Elemental copper per se evaporates so slowly at ambient conditions that I can’t imagine it would have a smell. But, when I handle copper, I can smell something distinctive, a sort of astringent and sour smell, which I’ve always thought of as the odor of copper.
What is it, actually? Some volatile copper compound? Or perhaps some dying gasp given off by the bacteria that (I hear) copper kills off?
I note that that familiar odor is not noticeable in our tap water, though our pipes are copper.
I’m pretty sure copper metal is odorless. You’re likely smelling the copper sulfate patina that forms pretty fast. Notice copper “smells” the same as brass for the same reason.
You might think that the CuO just sits there doing nothing.
But no, the oxidised layer is at equilibrium with the atmosphere…

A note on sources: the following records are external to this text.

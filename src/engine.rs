use anyhow::{ensure, Context, Result};
use rand::rngs::StdRng;
use rand::seq::SliceRandom;
use rand::{Rng, SeedableRng};

use crate::config::Config;
use crate::snake::{Direction, Position, Snake};
use MoveOutcome::*;

/// Rejected draws tolerated before food placement falls back to the free-cell list.
const MAX_FOOD_REJECTIONS: usize = 64;

#[derive(Debug, Copy, Clone, PartialEq, Eq)]
pub enum Phase {
    Running,
    Paused,
    GameOver,
}

#[derive(Debug, Copy, Clone, PartialEq, Eq)]
pub enum Cell {
    Empty,
    Head,
    Body,
    Food,
}

/// What a single `step()` did, so the view only repaints what changed.
#[derive(Debug, Copy, Clone, PartialEq, Eq)]
pub enum MoveOutcome {
    /// Not running, nothing happened.
    Idle,
    Moved { new_head: Position, old_head: Position, old_tail: Option<Position>, ate: bool },
    Crashed,
    /// The snake ate the last free cell's food and now covers the board.
    BoardFilled,
}

#[derive(Debug, Clone, PartialEq, Eq)]
pub struct GameState {
    snake: Snake,
    food: Position,
    direction: Direction,
    score: u32,
    phase: Phase,
    won: bool,
}

impl GameState {
    /// A running game with a score of zero. `Engine::from_state` checks it
    /// against the board before play starts.
    pub fn new(snake: Snake, food: Position, direction: Direction) -> Self {
        GameState { snake, food, direction, score: 0, phase: Phase::Running, won: false }
    }

    pub fn snake(&self) -> &Snake {
        &self.snake
    }

    pub fn food(&self) -> Position {
        self.food
    }

    pub fn direction(&self) -> Direction {
        self.direction
    }

    pub fn score(&self) -> u32 {
        self.score
    }

    pub fn phase(&self) -> Phase {
        self.phase
    }

    /// True once the snake has filled the whole board.
    pub fn won(&self) -> bool {
        self.won
    }

    /// Every segment on the board and distinct, food on a free cell.
    pub fn check(&self, grid_size: i32) -> Result<()> {
        let segments = self.snake.to_vec();
        for (i, pos) in segments.iter().enumerate() {
            ensure!(pos.in_bounds(grid_size), "segment ({}, {}) lies off the board", pos.x, pos.y);
            ensure!(!segments[i + 1..].contains(pos), "segment ({}, {}) appears twice", pos.x, pos.y);
        }
        ensure!(self.food.in_bounds(grid_size), "food ({}, {}) lies off the board", self.food.x, self.food.y);
        ensure!(!self.snake.contains(&self.food), "food ({}, {}) lies on the snake", self.food.x, self.food.y);
        Ok(())
    }

    pub fn cell_at(&self, pos: Position) -> Cell {
        if self.snake.head() == pos {
            Cell::Head
        } else if self.snake.contains(&pos) {
            Cell::Body
        } else if self.food == pos {
            Cell::Food
        } else {
            Cell::Empty
        }
    }
}

pub struct Engine<R = StdRng> {
    config: Config,
    state: GameState,
    pending: Direction,
    rng: R,
}

impl Engine<StdRng> {
    pub fn new(config: Config) -> Result<Self> {
        let rng = match config.seed {
            Some(seed) => StdRng::seed_from_u64(seed),
            None => StdRng::from_entropy(),
        };
        Engine::with_rng(config, rng)
    }
}

impl<R: Rng> Engine<R> {
    pub fn with_rng(config: Config, mut rng: R) -> Result<Self> {
        config.validate().context("invalid game configuration")?;
        let state = initial_state(&config, &mut rng).context("no free cell for the first food")?;
        let pending = state.direction;
        Ok(Engine { config, state, pending, rng })
    }

    /// Resumes from an arbitrary state, e.g. a position set up by hand.
    pub fn from_state(config: Config, state: GameState, rng: R) -> Result<Self> {
        config.validate().context("invalid game configuration")?;
        state.check(config.grid_size).context("invalid starting state")?;
        let pending = state.direction;
        Ok(Engine { config, state, pending, rng })
    }

    pub fn config(&self) -> &Config {
        &self.config
    }

    pub fn state(&self) -> &GameState {
        &self.state
    }

    pub fn pending_direction(&self) -> Direction {
        self.pending
    }

    /// Advances the game one tick. Does nothing unless running.
    pub fn step(&mut self) -> MoveOutcome {
        if self.state.phase != Phase::Running {
            return Idle;
        }

        let old_head = self.state.snake.head();
        let new_head = old_head + self.pending;

        // Checked against every current segment, the tail included
        if !new_head.in_bounds(self.config.grid_size) || self.state.snake.contains(&new_head) {
            self.state.phase = Phase::GameOver;
            log::info!(
                "Game over at ({}, {}), score {}",
                new_head.x,
                new_head.y,
                self.state.score
            );
            return Crashed;
        }

        self.state.snake.push_head(new_head);
        self.state.direction = self.pending;

        if new_head != self.state.food {
            let old_tail = self.state.snake.pop_tail();
            return Moved { new_head, old_head, old_tail, ate: false };
        }

        self.state.score += self.config.food_reward;
        log::debug!("Food eaten, score {}, length {}", self.state.score, self.state.snake.len());

        match self.generate_food() {
            Some(food) => {
                self.state.food = food;
                Moved { new_head, old_head, old_tail: None, ate: true }
            }
            None => {
                self.state.phase = Phase::GameOver;
                self.state.won = true;
                log::info!("Board filled, score {}", self.state.score);
                BoardFilled
            }
        }
    }

    /// Buffers `dir` for the next tick unless it reverses the committed
    /// direction. Accepted in every phase. Returns whether it was taken.
    pub fn set_direction(&mut self, dir: Direction) -> bool {
        if dir == self.state.direction.opposite() {
            log::trace!("Ignoring reversal {:?} while heading {:?}", dir, self.state.direction);
            return false;
        }
        self.pending = dir;
        true
    }

    pub fn toggle_pause(&mut self) -> Phase {
        self.state.phase = match self.state.phase {
            Phase::Running => Phase::Paused,
            Phase::Paused => Phase::Running,
            Phase::GameOver => Phase::GameOver,
        };
        log::debug!("Phase is now {:?}", self.state.phase);
        self.state.phase
    }

    /// Starts over from the configured origin, whatever the phase.
    pub fn reset(&mut self) {
        match initial_state(&self.config, &mut self.rng) {
            Some(state) => {
                self.state = state;
                self.pending = self.state.direction;
                log::info!("New game");
            }
            None => log::error!("No free cell for food, keeping the current game"),
        }
    }

    /// Resets only a finished game. Returns whether a new game started.
    pub fn restart_if_over(&mut self) -> bool {
        if self.state.phase != Phase::GameOver {
            return false;
        }
        self.reset();
        true
    }

    /// Draws a cell not covered by the snake, or `None` when the snake covers the board.
    pub fn generate_food(&mut self) -> Option<Position> {
        place_food(&mut self.rng, &self.state.snake, self.config.grid_size)
    }
}

fn initial_state<R: Rng>(config: &Config, rng: &mut R) -> Option<GameState> {
    let snake = Snake::new(config.origin);
    let food = place_food(rng, &snake, config.grid_size)?;
    Some(GameState::new(snake, food, config.initial_direction))
}

/// Rejection sampling over the whole board, falling back to a uniform pick
/// among the free cells once the board is crowded enough to keep missing.
pub fn place_food<R: Rng>(rng: &mut R, snake: &Snake, grid_size: i32) -> Option<Position> {
    if grid_size <= 0 {
        return None;
    }

    for _ in 0..MAX_FOOD_REJECTIONS {
        let candidate = Position::new(rng.gen_range(0..grid_size), rng.gen_range(0..grid_size));
        if !snake.contains(&candidate) {
            return Some(candidate);
        }
    }

    let free: Vec<Position> = (0..grid_size)
        .flat_map(|y| (0..grid_size).map(move |x| Position::new(x, y)))
        .filter(|pos| !snake.contains(pos))
        .collect();
    free.choose(rng).copied()
}
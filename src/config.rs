use std::time::Duration;

use anyhow::{bail, Result};

use crate::snake::{Direction, Position};

pub const GRID_SIZE: i32 = 20;
pub const FOOD_REWARD: u32 = 10;
pub const TICK_INTERVAL_MS: u64 = 150;

/// Tunables for a game. `Default` gives the classic 20x20 board.
#[derive(Debug, Clone, PartialEq)]
pub struct Config {
    pub grid_size: i32,
    pub origin: Position,
    pub initial_direction: Direction,
    pub food_reward: u32,
    pub tick_interval: Duration,
    /// Seed for food placement. `None` seeds from the OS.
    pub seed: Option<u64>,
}

impl Default for Config {
    fn default() -> Self {
        Config {
            grid_size: GRID_SIZE,
            origin: Position::new(GRID_SIZE / 2, GRID_SIZE / 2),
            initial_direction: Direction::Right,
            food_reward: FOOD_REWARD,
            tick_interval: Duration::from_millis(TICK_INTERVAL_MS),
            seed: None,
        }
    }
}

impl Config {
    pub fn with_seed(mut self, seed: u64) -> Self {
        self.seed = Some(seed);
        self
    }

    pub fn validate(&self) -> Result<()> {
        if self.grid_size < 2 {
            bail!("grid size must be at least 2, got {}", self.grid_size);
        }
        if !self.origin.in_bounds(self.grid_size) {
            bail!(
                "origin ({}, {}) lies outside the {n}x{n} grid",
                self.origin.x,
                self.origin.y,
                n = self.grid_size
            );
        }
        if self.tick_interval.is_zero() {
            bail!("tick interval must be non-zero");
        }
        Ok(())
    }
}
//! Experiment seed: deterministic randomness for reproducible runs.

use std::{fmt, str::FromStr};

use rand::{
    Rng, SeedableRng as _,
    distr::{Distribution, StandardUniform},
};
use rand_pcg::Pcg32;
use serde::{Deserialize, Deserializer, Serialize, Serializer};

/// Seed for deterministic data generation and weight initialization.
///
/// This is a 128-bit (16-byte) seed used to initialize the random number
/// generator driving an experiment. Using the same seed reproduces the same
/// inputs, the same initial weights, and therefore the same recovered weight
/// vectors, enabling:
///
/// - Reproducible experiments for debugging
/// - Recording a seed alongside saved results so a run can be replayed
/// - Deterministic testing
///
/// Seeds serialize as 32-character hex strings and parse back from the same
/// format.
///
/// # Example
///
/// ```
/// use choquetry_data::ExperimentSeed;
/// use rand::Rng as _;
///
/// // Generate a random seed, then derive two identical generators from it.
/// let seed: ExperimentSeed = rand::rng().random();
/// let mut a = seed.rng();
/// let mut b = seed.rng();
/// assert_eq!(a.random_range(0.0..1.0), b.random_range(0.0..1.0));
/// ```
#[derive(Debug, Clone, Copy, PartialEq, Eq)]
pub struct ExperimentSeed([u8; 16]);

/// A seed string is not 32 hex characters.
#[derive(Debug, Clone, PartialEq, Eq, derive_more::Display, derive_more::Error)]
#[display("invalid seed {input:?}: expected 32 hex characters")]
pub struct SeedParseError {
    /// The rejected input string.
    pub input: String,
}

impl ExperimentSeed {
    /// Creates a seed from raw bytes.
    #[must_use]
    pub fn from_bytes(bytes: [u8; 16]) -> Self {
        Self(bytes)
    }

    /// Creates the random number generator for this seed.
    #[must_use]
    pub fn rng(self) -> Pcg32 {
        Pcg32::from_seed(self.0)
    }
}

/// Seeds render as 32-character lowercase hex, matching the serde format.
impl fmt::Display for ExperimentSeed {
    fn fmt(&self, f: &mut fmt::Formatter<'_>) -> fmt::Result {
        let num = u128::from_be_bytes(self.0);
        write!(f, "{num:032x}")
    }
}

impl FromStr for ExperimentSeed {
    type Err = SeedParseError;

    fn from_str(s: &str) -> Result<Self, Self::Err> {
        if s.len() != 32 {
            return Err(SeedParseError {
                input: s.to_owned(),
            });
        }
        let num = u128::from_str_radix(s, 16).map_err(|_| SeedParseError {
            input: s.to_owned(),
        })?;
        Ok(Self(num.to_be_bytes()))
    }
}

impl Serialize for ExperimentSeed {
    fn serialize<S>(&self, serializer: S) -> Result<S::Ok, S::Error>
    where
        S: Serializer,
    {
        serializer.collect_str(self)
    }
}

impl<'de> Deserialize<'de> for ExperimentSeed {
    fn deserialize<D>(deserializer: D) -> Result<Self, D::Error>
    where
        D: Deserializer<'de>,
    {
        let hex_str = String::deserialize(deserializer)?;
        hex_str
            .parse()
            .map_err(|e: SeedParseError| serde::de::Error::custom(e.to_string()))
    }
}

/// Allows generating random `ExperimentSeed` values with `rng.random()`.
impl Distribution<ExperimentSeed> for StandardUniform {
    fn sample<R: Rng + ?Sized>(&self, rng: &mut R) -> ExperimentSeed {
        let mut seed = [0; 16];
        rng.fill(&mut seed);
        ExperimentSeed(seed)
    }
}
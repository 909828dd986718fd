use chrono::{DateTime, Utc};
use serde::{Deserialize, Serialize};

use choquetry_data::ExperimentSeed;
use choquetry_evaluator::ChoquetFunction;
use choquetry_stats::descriptive::DescriptiveStats;

/// Saved result of a weight-recovery experiment.
///
/// Records everything needed to replay the run: the seed, the ground truth,
/// and the experiment parameters, along with the recovered weight vectors
/// (one per repetition, each L1-normalized) and their per-component spread.
#[derive(Debug, Clone, Deserialize, Serialize)]
pub(crate) struct ExperimentRecord {
    pub name: String,
    pub ran_at: DateTime<Utc>,
    pub seed: ExperimentSeed,
    pub loss: String,
    pub sample_size: usize,
    pub sorted: bool,
    pub epochs: usize,
    pub ground_truth: ChoquetFunction,
    pub normalized_ground_truth: Vec<f64>,
    pub runs: Vec<Vec<f64>>,
    #[serde(skip_serializing_if = "Option::is_none")]
    pub weight_stats: Option<Vec<WeightStatsRecord>>,
}

/// Per-component summary of recovered weights across repetitions.
#[derive(Debug, Clone, Deserialize, Serialize)]
pub(crate) struct WeightStatsRecord {
    pub min: f64,
    pub max: f64,
    pub mean: f64,
    pub median: f64,
    pub std_dev: f64,
}

impl From<&DescriptiveStats> for WeightStatsRecord {
    fn from(stats: &DescriptiveStats) -> Self {
        Self {
            min: stats.min,
            max: stats.max,
            mean: stats.mean,
            median: stats.median,
            std_dev: stats.std_dev,
        }
    }
}
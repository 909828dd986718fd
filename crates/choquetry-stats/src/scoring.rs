//! Prediction-vs-truth scoring.

/// Two sequences passed to a score differ in length.
#[derive(Debug, Clone, Copy, PartialEq, Eq, derive_more::Display, derive_more::Error)]
#[display("sequences have different lengths: {left} vs {right}")]
pub struct LengthMismatchError {
    /// Length of the first sequence.
    pub left: usize,
    /// Length of the second sequence.
    pub right: usize,
}

/// Sum of squared differences between two equal-length sequences.
///
/// Used for out-of-training evaluation: comparing ground-truth values against
/// model predictions, or a ground-truth weight vector against a recovered one.
/// Lower is better; identical sequences score `0.0`.
///
/// # Examples
///
/// ```
/// use choquetry_stats::scoring::sum_squared_error;
///
/// let score = sum_squared_error(&[1.0, 2.0, 3.0], &[1.0, 2.0, 4.0]).unwrap();
/// assert_eq!(score, 1.0);
/// ```
pub fn sum_squared_error(truth: &[f64], predicted: &[f64]) -> Result<f64, LengthMismatchError> {
    if truth.len() != predicted.len() {
        return Err(LengthMismatchError {
            left: truth.len(),
            right: predicted.len(),
        });
    }
    Ok(std::iter::zip(truth, predicted)
        .map(|(t, p)| (p - t).powi(2))
        .sum())
}

#[cfg(test)]
mod tests {
    use super::*;

    #[test]
    fn test_single_unit_difference() {
        let score = sum_squared_error(&[1.0, 2.0, 3.0], &[1.0, 2.0, 4.0]).unwrap();
        assert_eq!(score, 1.0);
    }

    #[test]
    fn test_identical_sequences_score_zero() {
        assert_eq!(sum_squared_error(&[0.5, 0.5], &[0.5, 0.5]).unwrap(), 0.0);
        assert_eq!(sum_squared_error(&[], &[]).unwrap(), 0.0);
    }

    #[test]
    fn test_differences_accumulate() {
        let score = sum_squared_error(&[0.0, 0.0], &[3.0, 4.0]).unwrap();
        assert_eq!(score, 25.0);
    }

    #[test]
    fn test_length_mismatch() {
        let err = sum_squared_error(&[1.0, 2.0], &[1.0]).unwrap_err();
        assert_eq!(err, LengthMismatchError { left: 2, right: 1 });
    }
}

That is, sometimes the O leaves the metal and sometimes O sticks to the metal, and
the rate of such gain and loss is equal.
The root cause of the smell from these more active surfaces seems to be the production of singular oxygen atoms… it may be oxidised organics… the more dirty the more “metallic” it smells.
The metal surface, as with the concrete/asphalt/ road surface, then becomes more smelly when wet after a while being dry and hot… as the organics have been sitting their becoming more and more oxidised and then they release their smells when wet .
Although the smell reminds use of ozone, I don’t think it is ozone when its just a simple metal surface.